• What is needed:
Among these entries, how many lines have the string "filename" in them? Only the number is needed.

Stored dataset items:
+ + +
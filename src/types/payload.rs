//! Wire payload for `/email`, `/email/withTemplate` and `/email/batch`.

use serde::Serialize;
use serde_json::Value;

use super::attachment::AttachmentPayload;
use super::message::{Message, Template};
use super::metadata::Metadata;
use super::MessageDefaults;
use crate::errors::{MissingField, PostmarkError, PostmarkResult};

/// Header as sent to Postmark.
#[derive(Debug, Clone, PartialEq, Eq, Serialize)]
#[serde(rename_all = "PascalCase")]
pub struct HeaderPayload {
    /// Header name.
    pub name: String,
    /// Header value.
    pub value: String,
}

/// A single message as sent to Postmark. Unset fields are omitted.
#[derive(Debug, Clone, PartialEq, Serialize)]
#[serde(rename_all = "PascalCase")]
pub struct EmailPayload {
    /// Sender address.
    pub from: String,
    /// Comma-joined `To` recipients.
    #[serde(skip_serializing_if = "Option::is_none")]
    pub to: Option<String>,
    /// Comma-joined `Cc` recipients.
    #[serde(skip_serializing_if = "Option::is_none")]
    pub cc: Option<String>,
    /// Comma-joined `Bcc` recipients.
    #[serde(skip_serializing_if = "Option::is_none")]
    pub bcc: Option<String>,
    /// Subject line.
    #[serde(skip_serializing_if = "Option::is_none")]
    pub subject: Option<String>,
    /// Tag.
    #[serde(skip_serializing_if = "Option::is_none")]
    pub tag: Option<String>,
    /// HTML body.
    #[serde(skip_serializing_if = "Option::is_none")]
    pub html_body: Option<String>,
    /// Plain-text body.
    #[serde(skip_serializing_if = "Option::is_none")]
    pub text_body: Option<String>,
    /// Reply-to address.
    #[serde(skip_serializing_if = "Option::is_none")]
    pub reply_to: Option<String>,
    /// Custom headers.
    #[serde(skip_serializing_if = "Vec::is_empty")]
    pub headers: Vec<HeaderPayload>,
    /// Attachments.
    #[serde(skip_serializing_if = "Vec::is_empty")]
    pub attachments: Vec<AttachmentPayload>,
    /// Metadata.
    #[serde(skip_serializing_if = "Option::is_none")]
    pub metadata: Option<Metadata>,
    /// Message stream.
    #[serde(skip_serializing_if = "Option::is_none")]
    pub message_stream: Option<String>,
    /// Open tracking.
    #[serde(skip_serializing_if = "Option::is_none")]
    pub track_opens: Option<bool>,
    /// Template id.
    #[serde(skip_serializing_if = "Option::is_none")]
    pub template_id: Option<u64>,
    /// Template alias.
    #[serde(skip_serializing_if = "Option::is_none")]
    pub template_alias: Option<String>,
    /// Template model.
    #[serde(skip_serializing_if = "Option::is_none")]
    pub template_model: Option<Value>,
}

impl EmailPayload {
    /// Validates a message and builds its payload.
    pub fn build(message: &Message, defaults: &MessageDefaults) -> PostmarkResult<Self> {
        let template = message.validate()?;

        let from = message
            .sender
            .clone()
            .or_else(|| defaults.sender.clone())
            .ok_or_else(|| PostmarkError::missing(MissingField::Sender))?;

        let track_opens = message
            .track_opens
            .or_else(|| defaults.track_opens.then_some(true));

        let (template_id, template_alias, template_model) = match template {
            Template::None => (None, None, None),
            Template::ById { id, model } => (Some(id), None, Some(model)),
            Template::ByAlias { alias, model } => (None, Some(alias), Some(model)),
        };

        Ok(Self {
            from,
            to: join_addresses(&message.to),
            cc: join_addresses(&message.cc),
            bcc: join_addresses(&message.bcc),
            subject: message.subject.clone(),
            tag: message.tag.clone(),
            html_body: message.html_body.clone(),
            text_body: message.text_body.clone(),
            reply_to: message.reply_to.clone(),
            headers: message
                .headers
                .iter()
                .map(|h| HeaderPayload {
                    name: h.name.clone(),
                    value: h.value.clone(),
                })
                .collect(),
            attachments: message.attachments.iter().map(|a| a.to_payload()).collect(),
            metadata: message.metadata.clone().filter(|m| !m.is_empty()),
            message_stream: message.message_stream.clone(),
            track_opens,
            template_id,
            template_alias,
            template_model,
        })
    }

    /// Returns true if the payload references a template.
    pub fn uses_template(&self) -> bool {
        self.template_id.is_some() || self.template_alias.is_some()
    }
}

fn join_addresses(addresses: &[String]) -> Option<String> {
    if addresses.is_empty() {
        None
    } else {
        Some(addresses.join(","))
    }
}
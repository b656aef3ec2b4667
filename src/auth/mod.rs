//! Authentication module for the Postmark client.
//!
//! Postmark authenticates server calls with the `X-Postmark-Server-Token`
//! header rather than a bearer token.

use async_trait::async_trait;
use secrecy::{ExposeSecret, SecretString};
use std::collections::HashMap;

use crate::errors::PostmarkError;

/// Header carrying the server API token.
pub const SERVER_TOKEN_HEADER: &str = "X-Postmark-Server-Token";

/// Authentication provider trait.
#[async_trait]
pub trait AuthProvider: Send + Sync {
    /// Apply authentication to request headers.
    fn apply_auth(&self, headers: &mut HashMap<String, String>);

    /// Validate the credentials.
    fn validate(&self) -> Result<(), PostmarkError>;
}

/// Server token authentication provider.
pub struct ServerTokenAuth {
    api_key: SecretString,
}

impl ServerTokenAuth {
    /// Creates a new server token provider.
    pub fn new(api_key: SecretString) -> Self {
        Self { api_key }
    }

    /// Creates from a string API key.
    pub fn from_string(api_key: impl Into<String>) -> Self {
        Self {
            api_key: SecretString::new(api_key.into()),
        }
    }

    /// Gets a hint of the API key for debugging (last 4 characters).
    pub fn key_hint(&self) -> String {
        key_hint(self.api_key.expose_secret())
    }
}

/// Masks a token down to its last four characters.
pub(crate) fn key_hint(key: &str) -> String {
    let count = key.chars().count();
    if count > 4 {
        let tail: String = key.chars().skip(count - 4).collect();
        format!("...{tail}")
    } else {
        "****".to_string()
    }
}

#[async_trait]
impl AuthProvider for ServerTokenAuth {
    fn apply_auth(&self, headers: &mut HashMap<String, String>) {
        headers.insert(
            SERVER_TOKEN_HEADER.to_string(),
            self.api_key.expose_secret().clone(),
        );
    }

    fn validate(&self) -> Result<(), PostmarkError> {
        if self.api_key.expose_secret().is_empty() {
            return Err(PostmarkError::Configuration {
                message: "API key cannot be empty".to_string(),
            });
        }

        Ok(())
    }
}

impl std::fmt::Debug for ServerTokenAuth {
    fn fmt(&self, f: &mut std::fmt::Formatter<'_>) -> std::fmt::Result {
        f.debug_struct("ServerTokenAuth")
            .field("api_key", &"[REDACTED]")
            .field("key_hint", &self.key_hint())
            .finish()
    }
}
//! Service implementations for the Postmark API.
//!
//! [`EmailService`] sends single and batch messages; [`BounceService`]
//! fetches bounce dumps. Both share request construction and response
//! classification from this module.

mod bounces;
mod email;

pub use bounces::BounceService;
pub use email::{EmailService, MAX_BATCH_MESSAGES};

use crate::auth::AuthProvider;
use crate::errors::{ApiErrorResponse, PostmarkError, PostmarkResult, INACTIVE_RECIPIENT_ERROR_CODE};
use crate::transport::{HttpRequest, HttpResponse};

/// Adds the JSON and auth headers every Postmark call carries.
pub(crate) fn with_default_headers(mut request: HttpRequest, auth: &dyn AuthProvider) -> HttpRequest {
    let headers = &mut request.headers;
    headers.insert("Accept".to_string(), "application/json".to_string());
    headers.insert("Content-Type".to_string(), "application/json".to_string());
    auth.apply_auth(headers);
    request
}

/// Parses a 2xx body, or classifies the failure.
pub(crate) fn parse_response<T: serde::de::DeserializeOwned>(
    response: HttpResponse,
) -> PostmarkResult<T> {
    if !response.is_success() {
        return Err(parse_error_response(&response));
    }

    response.json().map_err(|e| PostmarkError::Serialization {
        message: format!("Failed to parse response: {}", e),
    })
}

/// Classifies a non-2xx response.
pub(crate) fn parse_error_response(response: &HttpResponse) -> PostmarkError {
    let body = response.json::<ApiErrorResponse>().ok();
    let message = body
        .as_ref()
        .map(|b| b.message.clone())
        .filter(|m| !m.is_empty())
        .unwrap_or_else(|| {
            let text = response.text();
            if text.is_empty() {
                format!("HTTP error: {}", response.status)
            } else {
                text
            }
        });

    match response.status {
        422 => match body.map(|b| b.error_code) {
            Some(INACTIVE_RECIPIENT_ERROR_CODE) => PostmarkError::InactiveRecipient { message },
            error_code => PostmarkError::UnprocessableEntity {
                error_code,
                message,
            },
        },
        401 => PostmarkError::Unauthorized { message },
        500..=599 => PostmarkError::Server {
            status_code: response.status,
            message,
        },
        status => PostmarkError::Http { status, message },
    }
}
+ + +
• Solution:
2